Abstract PbO2, PbO2/Pb3O4 composite, and Pb3O4 were synthesized respectively via the simple hydrothermal method under different reaction durations (3–48 ​h). All the prepared samples were used as anode materials to decontaminate methyl orange (MO) to explore the corresponding electrochemical advanced oxidation performance. The detailed experimental designs suggested that the combination of PbO2 and Pb3O4 offered enhanced electrochemical advanced oxidation performance, which was due to possible synergistic effects. XPS results suggest that the content of adsorbed oxygen species (Oads) is obviously higher in PbO2/Pb3O4 composite. It is very likely due to more oxygen vacancies in the crystal structure of PbO2/Pb3O4 composite, which will adsorb more oxygen species, promote charge transfer and provide more electrochemical active surface area to generate oxidizing agents. Besides, the presence of Pb3O4 can suppress the oxygen evolution and improve the accelerated life. Meanwhile, the effects of current density, catalyst loading amount and initial MO concentration on electro-catalysis degradation of MO were explored.

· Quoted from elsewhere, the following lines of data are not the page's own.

use std::collections::HashMap;
use std::sync::{Arc, Mutex};

use sundew::config;
use sundew::genepool::{GenePoolStore, GenomeMeta};
use sundew::genome::Genome;
use sundew::hooks::{ComputeBackend, FrameDecision};
use sundew::ActionVector;
use sundew::Simulation;

/// Test double that records queued submissions through a shared handle.
struct SharedPool {
    saves: Arc<Mutex<Vec<(u64, f32)>>>,
}

impl GenePoolStore for SharedPool {
    fn queue_save_agent(&mut self, genome: Genome, fitness: f32, _meta: GenomeMeta) {
        self.saves.lock().unwrap().push((genome.id, fitness));
    }

    fn get_random_agent(&mut self) -> Option<Genome> {
        None
    }

    fn get_mating_pair(&mut self) -> Option<(Genome, Genome)> {
        None
    }
}

struct FixedBackend {
    decisions: HashMap<usize, FrameDecision>,
}

impl ComputeBackend for FixedBackend {
    fn frame_decisions(&mut self, _frame: u64) -> HashMap<usize, FrameDecision> {
        self.decisions.clone()
    }
}

#[test]
fn long_run_stays_bounded_and_finite() {
    let mut sim = Simulation::new(1234);
    for _ in 0..120 {
        sim.frame();
    }
    assert_eq!(sim.frame_count, 120);
    assert!(sim.alive_count() >= config::MIN_POPULATION);
    assert!(sim.alive_count() <= config::MAX_AGENT_COUNT);
    assert!(sim.food.len() <= config::MAX_FOOD_COUNT);
    for (_, agent) in sim.arena.iter_alive() {
        assert!(agent.pos.x.is_finite() && agent.pos.y.is_finite());
        assert!(agent.energy.is_finite());
        // Obstacle separation may nudge past the boundary within a frame.
        assert!(agent.pos.x > -100.0 && agent.pos.x < sim.world.width + 100.0);
        assert!(agent.pos.y > -100.0 && agent.pos.y < sim.world.height + 100.0);
    }
}

#[test]
fn zero_energy_agent_dies_within_one_frame() {
    let mut sim = Simulation::new(5);
    sim.food.clear();
    let before = sim.alive_count();

    let idx = sim.arena.iter_alive().next().map(|(i, _)| i).unwrap();
    sim.arena.get_mut_by_index(idx).unwrap().energy = 0.0;
    sim.frame();

    assert_eq!(sim.alive_count(), before - 1);
    assert!(!sim.brains.is_active(idx));
    assert!(sim.genomes[idx].is_none());

    // A second frame must not double-count the removal.
    sim.frame();
    assert_eq!(sim.alive_count(), before - 1);
}

#[test]
fn qualifying_death_queues_exactly_one_submission() {
    let saves = Arc::new(Mutex::new(Vec::new()));
    let mut sim = Simulation::with_store(
        5,
        Box::new(SharedPool {
            saves: Arc::clone(&saves),
        }),
    );
    sim.food.clear();
    sim.thresholds.min_fitness = 0.0;
    sim.thresholds.min_food_eaten = 1;
    sim.thresholds.min_age_frames = 0;
    sim.thresholds.min_exploration = 0.0;
    sim.thresholds.min_turns_toward_food = 0;

    let idx = sim.arena.iter_alive().next().map(|(i, _)| i).unwrap();
    let genome_id = sim.arena.get_by_index(idx).unwrap().genome_id;
    {
        let agent = sim.arena.get_mut_by_index(idx).unwrap();
        agent.energy = 0.0;
        agent.stats.food_eaten = 1;
    }
    sim.frame();

    let recorded = saves.lock().unwrap();
    assert_eq!(recorded.len(), 1);
    assert_eq!(recorded[0].0, genome_id);
    assert!(recorded[0].1 >= 0.0);
}

#[test]
fn asexual_split_halves_energy_and_shares_genome_id() {
    let mut sim = Simulation::new(17);
    sim.food.clear();
    sim.frame_count = config::MATURITY_FRAMES + 1;

    let idx = sim.arena.iter_alive().next().map(|(i, _)| i).unwrap();
    let parent_genome_id = sim.arena.get_by_index(idx).unwrap().genome_id;
    sim.arena.get_mut_by_index(idx).unwrap().energy = config::MAX_ENERGY;

    // Starve everyone else so no mating or competing reproduction can fire.
    let others: Vec<usize> = sim
        .arena
        .iter_alive()
        .map(|(i, _)| i)
        .filter(|&i| i != idx)
        .collect();
    for i in others {
        sim.arena.get_mut_by_index(i).unwrap().energy = 0.0;
    }

    sim.frame();

    let lineage: Vec<f32> = sim
        .arena
        .iter_alive()
        .filter(|(_, a)| a.genome_id == parent_genome_id)
        .map(|(_, a)| a.energy)
        .collect();
    assert_eq!(lineage.len(), 2, "parent and clone should share the genome id");
    assert!((lineage[0] - lineage[1]).abs() < 1e-3);
    assert!(lineage[0] < config::MAX_ENERGY * 0.6);
}

#[test]
fn absent_backend_entries_fall_back_to_cpu() {
    let mut sim = Simulation::new(99);
    let idx = sim.arena.iter_alive().next().map(|(i, _)| i).unwrap();
    let hidden_len = sim.brains.hidden_state(idx).unwrap().len();

    let mut decisions = HashMap::new();
    decisions.insert(
        idx,
        FrameDecision {
            action: ActionVector {
                thrust: 0.5,
                rotation: 0.5,
                sprint: 0.0,
                mate: 0.0,
                attack: 0.0,
            },
            hidden: vec![0.0; hidden_len],
        },
    );
    sim.set_backend(Box::new(FixedBackend { decisions }));
    sim.frame();

    // The supplied agent consumed the batch entry; everyone else fell back
    // and logged the miss once.
    assert!(!sim.arena.get_by_index(idx).unwrap().backend_miss_logged);
    for (i, agent) in sim.arena.iter_alive() {
        if i != idx && agent.age(sim.frame_count) > 0 {
            assert!(agent.backend_miss_logged);
        }
    }
}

Experimental results suggested that MO removal efficiency was 94.3%, the reaction kinetic constant could reach 2.08 ⅹ 10-2 min-1, and COD removal efficiency was 34.2% after 150 ​min of reaction under optimized conditions: current density was 5 ​mA ​cm-2, catalyst loading amount was 1 ​mg ​cm-2 and initial MO concentration was 50 ​mg ​L-1. Furthermore, possible degradation mechanisms of MO was proposed according to the analyzed results obtained from UV–Vis and HPLC-MS.